[Stored items from a collection]
// Copyright 2025 the Landmark Map Authors
// SPDX-License-Identifier: Apache-2.0 OR MIT

//! Serde model of the three JSON collections.

use kurbo::Point;
use landmark_cull::Placed;
use landmark_disclosure::Disclosed;
use serde::{Deserialize, Serialize};
use serde_json::{Map, Value};

use crate::focus::centroid;

/// Zoom threshold a landmark gets when its record does not carry one.
pub const DEFAULT_ZOOM_THRESHOLD: f64 = 1.0;

/// A position on the map canvas.
///
/// Despite the names this is a planar grid, not geography. JSON may spell it
/// as `{"lat": .., "lng": ..}` or as a `[lat, lng]` pair.
#[derive(Clone, Copy, Debug, PartialEq, Serialize, Deserialize)]
#[serde(from = "LatLngRepr")]
pub struct LatLng {
    /// North-south axis.
    pub lat: f64,
    /// East-west axis.
    pub lng: f64,
}

impl LatLng {
    /// Creates a position.
    #[must_use]
    pub const fn new(lat: f64, lng: f64) -> Self {
        Self { lat, lng }
    }

    /// Canvas point with `x = lng` and `y = lat`.
    #[must_use]
    pub fn to_point(self) -> Point {
        Point::new(self.lng, self.lat)
    }

    /// Inverse of [`LatLng::to_point`].
    #[must_use]
    pub fn from_point(pt: Point) -> Self {
        Self::new(pt.y, pt.x)
    }

    /// Returns `true` if both components are finite.
    #[must_use]
    pub fn is_finite(self) -> bool {
        self.lat.is_finite() && self.lng.is_finite()
    }
}

#[derive(Deserialize)]
#[serde(untagged)]
enum LatLngRepr {
    Object { lat: f64, lng: f64 },
    Pair(f64, f64),
}

impl From<LatLngRepr> for LatLng {
    fn from(repr: LatLngRepr) -> Self {
        match repr {
            LatLngRepr::Object { lat, lng } | LatLngRepr::Pair(lat, lng) => Self::new(lat, lng),
        }
    }
}

/// Kind of research artifact a landmark stands for.
#[derive(Clone, Copy, Debug, PartialEq, Eq, Hash, Serialize, Deserialize)]
#[serde(rename_all = "lowercase")]
pub enum LandmarkType {
    /// A publication.
    Paper,
    /// A trained model.
    Model,
    /// Software tooling.
    Tool,
    /// An evaluation suite.
    Benchmark,
}

/// What an [`ExternalLink`] points at.
#[derive(Clone, Copy, Debug, PartialEq, Eq, Hash, Serialize, Deserialize)]
#[serde(rename_all = "kebab-case")]
pub enum LinkKind {
    /// arXiv abstract page.
    Arxiv,
    /// Source repository.
    Github,
    /// Publisher page or PDF.
    Paper,
    /// Model card.
    ModelCard,
    /// Project or company site.
    Website,
    /// Anything else.
    Other,
}

/// A labeled outbound link.
#[derive(Clone, Debug, PartialEq, Eq, Serialize, Deserialize)]
pub struct ExternalLink {
    /// Link category.
    #[serde(rename = "type")]
    pub kind: LinkKind,
    /// Absolute `http(s)` URL.
    pub url: String,
    /// Display text.
    pub label: String,
}

/// A paper, model, tool or benchmark plotted as a marker.
#[derive(Clone, Debug, PartialEq, Serialize, Deserialize)]
#[serde(rename_all = "camelCase")]
pub struct Landmark {
    /// Stable unique id.
    pub id: String,
    /// Display title.
    pub name: String,
    /// Artifact kind.
    #[serde(rename = "type")]
    pub kind: LandmarkType,
    /// Publication or release year.
    pub year: i32,
    /// Free-form name of the originating organization.
    pub organization: String,
    /// Author names, for papers.
    #[serde(default, skip_serializing_if = "Option::is_none")]
    pub authors: Option<Vec<String>>,
    /// One or two sentence summary.
    pub description: String,
    /// Full abstract.
    #[serde(rename = "abstract", default, skip_serializing_if = "Option::is_none")]
    pub summary: Option<String>,
    /// Outbound links.
    #[serde(default)]
    pub external_links: Vec<ExternalLink>,
    /// Marker position. Malformed records may lack it; such landmarks are
    /// never culled into view.
    #[serde(default)]
    pub coordinates: Option<LatLng>,
    /// Capability region the landmark sits in.
    pub capability_id: String,
    /// Ids of related landmarks.
    #[serde(default)]
    pub related_landmarks: Vec<String>,
    /// Search keywords.
    #[serde(default)]
    pub tags: Vec<String>,
    /// Custom icon name.
    #[serde(default, skip_serializing_if = "Option::is_none")]
    pub icon: Option<String>,
    /// Type-specific metadata, see [`Landmark::model_metadata`].
    #[serde(default, skip_serializing_if = "Option::is_none")]
    pub metadata: Option<Map<String, Value>>,
    /// Lowest zoom at which the landmark is disclosed.
    #[serde(default = "default_zoom_threshold")]
    pub zoom_threshold: f64,
}

fn default_zoom_threshold() -> f64 {
    DEFAULT_ZOOM_THRESHOLD
}

impl Landmark {
    /// Decodes [`Landmark::metadata`] as [`ModelMetadata`].
    ///
    /// Missing metadata decodes as JSON `null`, which fails.
    pub fn model_metadata(&self) -> Result<ModelMetadata, serde_json::Error> {
        let value = self
            .metadata
            .as_ref()
            .map_or(Value::Null, |m| Value::Object(m.clone()));
        serde_json::from_value(value)
    }
}

impl Placed for Landmark {
    fn coordinate(&self) -> Option<Point> {
        self.coordinates.map(LatLng::to_point)
    }
}

impl Disclosed for Landmark {
    fn reveal_threshold(&self) -> Option<f64> {
        Some(self.zoom_threshold)
    }
}

/// Metadata every `model` landmark must carry.
#[derive(Clone, Debug, PartialEq, Eq, Serialize, Deserialize)]
#[serde(rename_all = "camelCase")]
pub struct ModelMetadata {
    /// Parameter count, e.g. `"175B"`.
    pub parameters: String,
    /// Architecture family.
    pub architecture: String,
    /// Training recipe.
    pub training_method: String,
    /// Advertised capabilities.
    pub capabilities: Vec<String>,
    /// ISO release date.
    pub release_date: String,
    /// License name.
    #[serde(default, skip_serializing_if = "Option::is_none")]
    pub license: Option<String>,
    /// Id of the base model for fine-tunes.
    #[serde(default, skip_serializing_if = "Option::is_none")]
    pub base_model: Option<String>,
}

/// Nesting level of a capability region.
#[derive(Clone, Copy, Debug, PartialEq, Eq, Hash, PartialOrd, Ord, Serialize, Deserialize)]
#[serde(rename_all = "lowercase")]
pub enum CapabilityLevel {
    /// Broadest areas, always shown.
    Continent,
    /// Sub-areas.
    Archipelago,
    /// Focused topics.
    Island,
    /// Bridges between regions.
    Strait,
}

impl CapabilityLevel {
    /// Zoom at which regions of this level appear; `None` means always.
    #[must_use]
    pub fn reveal_zoom(self) -> Option<f64> {
        match self {
            Self::Continent => None,
            Self::Archipelago => Some(1.0),
            Self::Island | Self::Strait => Some(2.0),
        }
    }
}

/// Fill pattern of a capability region.
#[derive(Clone, Copy, Debug, PartialEq, Eq, Hash, Serialize, Deserialize)]
#[serde(rename_all = "lowercase")]
pub enum FillPattern {
    /// Flat fill.
    Solid,
    /// Dotted fill.
    Dots,
    /// Striped fill.
    Stripes,
}

/// Rendering hints for a capability polygon.
#[derive(Clone, Debug, PartialEq, Serialize, Deserialize)]
#[serde(rename_all = "camelCase")]
pub struct VisualStyle {
    /// `#RRGGBB`.
    pub fill_color: String,
    /// In `[0, 1]`.
    pub fill_opacity: f64,
    /// `#RRGGBB`.
    pub stroke_color: String,
    /// Stroke width in pixels.
    pub stroke_weight: f64,
    /// Optional fill pattern.
    #[serde(default, skip_serializing_if = "Option::is_none")]
    pub pattern: Option<FillPattern>,
}

/// A research area drawn as a polygon region.
#[derive(Clone, Debug, PartialEq, Serialize, Deserialize)]
#[serde(rename_all = "camelCase")]
pub struct Capability {
    /// Stable unique id.
    pub id: String,
    /// Display name.
    pub name: String,
    /// Long description.
    pub description: String,
    /// Tooltip text.
    pub short_description: String,
    /// Nesting level; drives disclosure.
    pub level: CapabilityLevel,
    /// Region outline.
    pub polygon_coordinates: Vec<LatLng>,
    /// Styling.
    pub visual_style_hints: VisualStyle,
    /// Ids of landmarks inside the region.
    #[serde(default)]
    pub related_landmarks: Vec<String>,
    /// Enclosing region, if nested.
    #[serde(default, skip_serializing_if = "Option::is_none")]
    pub parent_capability_id: Option<String>,
    /// Authored minimum zoom, kept for round-tripping.
    pub zoom_threshold: f64,
}

impl Placed for Capability {
    fn coordinate(&self) -> Option<Point> {
        centroid(&self.polygon_coordinates).map(LatLng::to_point)
    }
}

impl Disclosed for Capability {
    fn reveal_threshold(&self) -> Option<f64> {
        self.level.reveal_zoom()
    }
}

/// A lab or company.
#[derive(Clone, Debug, PartialEq, Eq, Serialize, Deserialize)]
#[serde(rename_all = "camelCase")]
pub struct Organization {
    /// Stable unique id.
    pub id: String,
    /// Display name.
    pub name: String,
    /// Overview.
    pub description: String,
    /// Homepage.
    #[serde(default, skip_serializing_if = "Option::is_none")]
    pub website: Option<String>,
    /// Landmarks explicitly attributed to the organization.
    #[serde(default)]
    pub landmark_ids: Vec<String>,
    /// Highlight color, `#RRGGBB`.
    pub color: String,
    /// Logo URL.
    #[serde(default, skip_serializing_if = "Option::is_none")]
    pub logo: Option<String>,
}

/// How much background a tour assumes.
#[derive(Clone, Copy, Debug, PartialEq, Eq, Hash, Serialize, Deserialize)]
#[serde(rename_all = "lowercase")]
pub enum TourDifficulty {
    /// No prior knowledge.
    Beginner,
    /// Familiar with the basics.
    Intermediate,
    /// Reads papers.
    Advanced,
}

/// One step of a guided tour: a camera position plus the landmarks it
/// talks about.
#[derive(Clone, Debug, PartialEq, Serialize, Deserialize)]
#[serde(rename_all = "camelCase")]
pub struct TourStage {
    /// Position within the tour, starting at 0.
    pub index: usize,
    /// Stage title.
    pub title: String,
    /// Short summary.
    pub description: String,
    /// Landmarks highlighted while the stage is active.
    #[serde(default)]
    pub landmark_ids: Vec<String>,
    /// Where the camera flies to.
    pub map_center: LatLng,
    /// Zoom the camera flies to.
    pub map_zoom: f64,
    /// Text shown alongside the stage.
    pub narration: String,
}

/// A guided walk through related landmarks, e.g. "GPT Evolution".
#[derive(Clone, Debug, PartialEq, Serialize, Deserialize)]
#[serde(rename_all = "camelCase")]
pub struct Tour {
    /// Stable unique id.
    pub id: String,
    /// Display title.
    pub title: String,
    /// What the tour covers.
    pub description: String,
    /// Stages in presentation order.
    pub stages: Vec<TourStage>,
    /// Expected length in minutes.
    pub estimated_duration: f64,
    /// Intended audience.
    pub difficulty: TourDifficulty,
    /// Keywords.
    #[serde(default)]
    pub tags: Vec<String>,
}

#[cfg(test)]
mod tests {
    use super::{Capability, CapabilityLevel, Landmark, LatLng};
    use landmark_cull::Placed;
    use landmark_disclosure::Disclosed;

    #[test]
    fn lat_lng_accepts_object_and_pair() {
        let a: LatLng = serde_json::from_str(r#"{"lat": 1.5, "lng": -2}"#).unwrap();
        let b: LatLng = serde_json::from_str("[1.5, -2]").unwrap();
        assert_eq!(a, b);
        assert_eq!(a.to_point().x, -2.0);
        assert_eq!(serde_json::to_string(&a).unwrap(), r#"{"lat":1.5,"lng":-2.0}"#);
    }

    #[test]
    fn landmark_defaults() {
        let lm: Landmark = serde_json::from_str(
            r#"{
                "id": "lm-1", "name": "Paper", "type": "paper", "year": 2017,
                "organization": "Google", "description": "d", "capabilityId": "cap"
            }"#,
        )
        .unwrap();
        assert_eq!(lm.zoom_threshold, 1.0);
        assert_eq!(lm.reveal_threshold(), Some(1.0));
        assert_eq!(lm.coordinate(), None);
        assert!(lm.external_links.is_empty());
        assert!(lm.model_metadata().is_err());
    }

    #[test]
    fn capability_levels_reveal_in_steps() {
        assert_eq!(CapabilityLevel::Continent.reveal_zoom(), None);
        assert_eq!(CapabilityLevel::Archipelago.reveal_zoom(), Some(1.0));
        assert_eq!(CapabilityLevel::Island.reveal_zoom(), Some(2.0));
        assert_eq!(CapabilityLevel::Strait.reveal_zoom(), Some(2.0));
    }

    #[test]
    fn capability_is_placed_at_its_centroid() {
        let cap: Capability = serde_json::from_str(
            r##"{
                "id": "c", "name": "C", "description": "", "shortDescription": "",
                "level": "island",
                "polygonCoordinates": [[0, 0], [0, 10], [10, 10], [10, 0]],
                "visualStyleHints": {
                    "fillColor": "#112233", "fillOpacity": 0.5,
                    "strokeColor": "#445566", "strokeWeight": 2
                },
                "zoomThreshold": 2
            }"##,
        )
        .unwrap();
        assert_eq!(cap.coordinate(), Some(kurbo::Point::new(5.0, 5.0)));
        assert_eq!(cap.reveal_threshold(), Some(2.0));
    }
}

■ **TO DO**
The first line of the entries, the line with "use crate::focus::centroid;", and every line between them should be retyped exactly, and nothing else.

■ **EXPECTED ANSWER**
// Copyright 2025 the Landmark Map Authors
// SPDX-License-Identifier: Apache-2.0 OR MIT

//! Serde model of the three JSON collections.

use kurbo::Point;
use landmark_cull::Placed;
use landmark_disclosure::Disclosed;
use serde::{Deserialize, Serialize};
use serde_json::{Map, Value};

use crate::focus::centroid;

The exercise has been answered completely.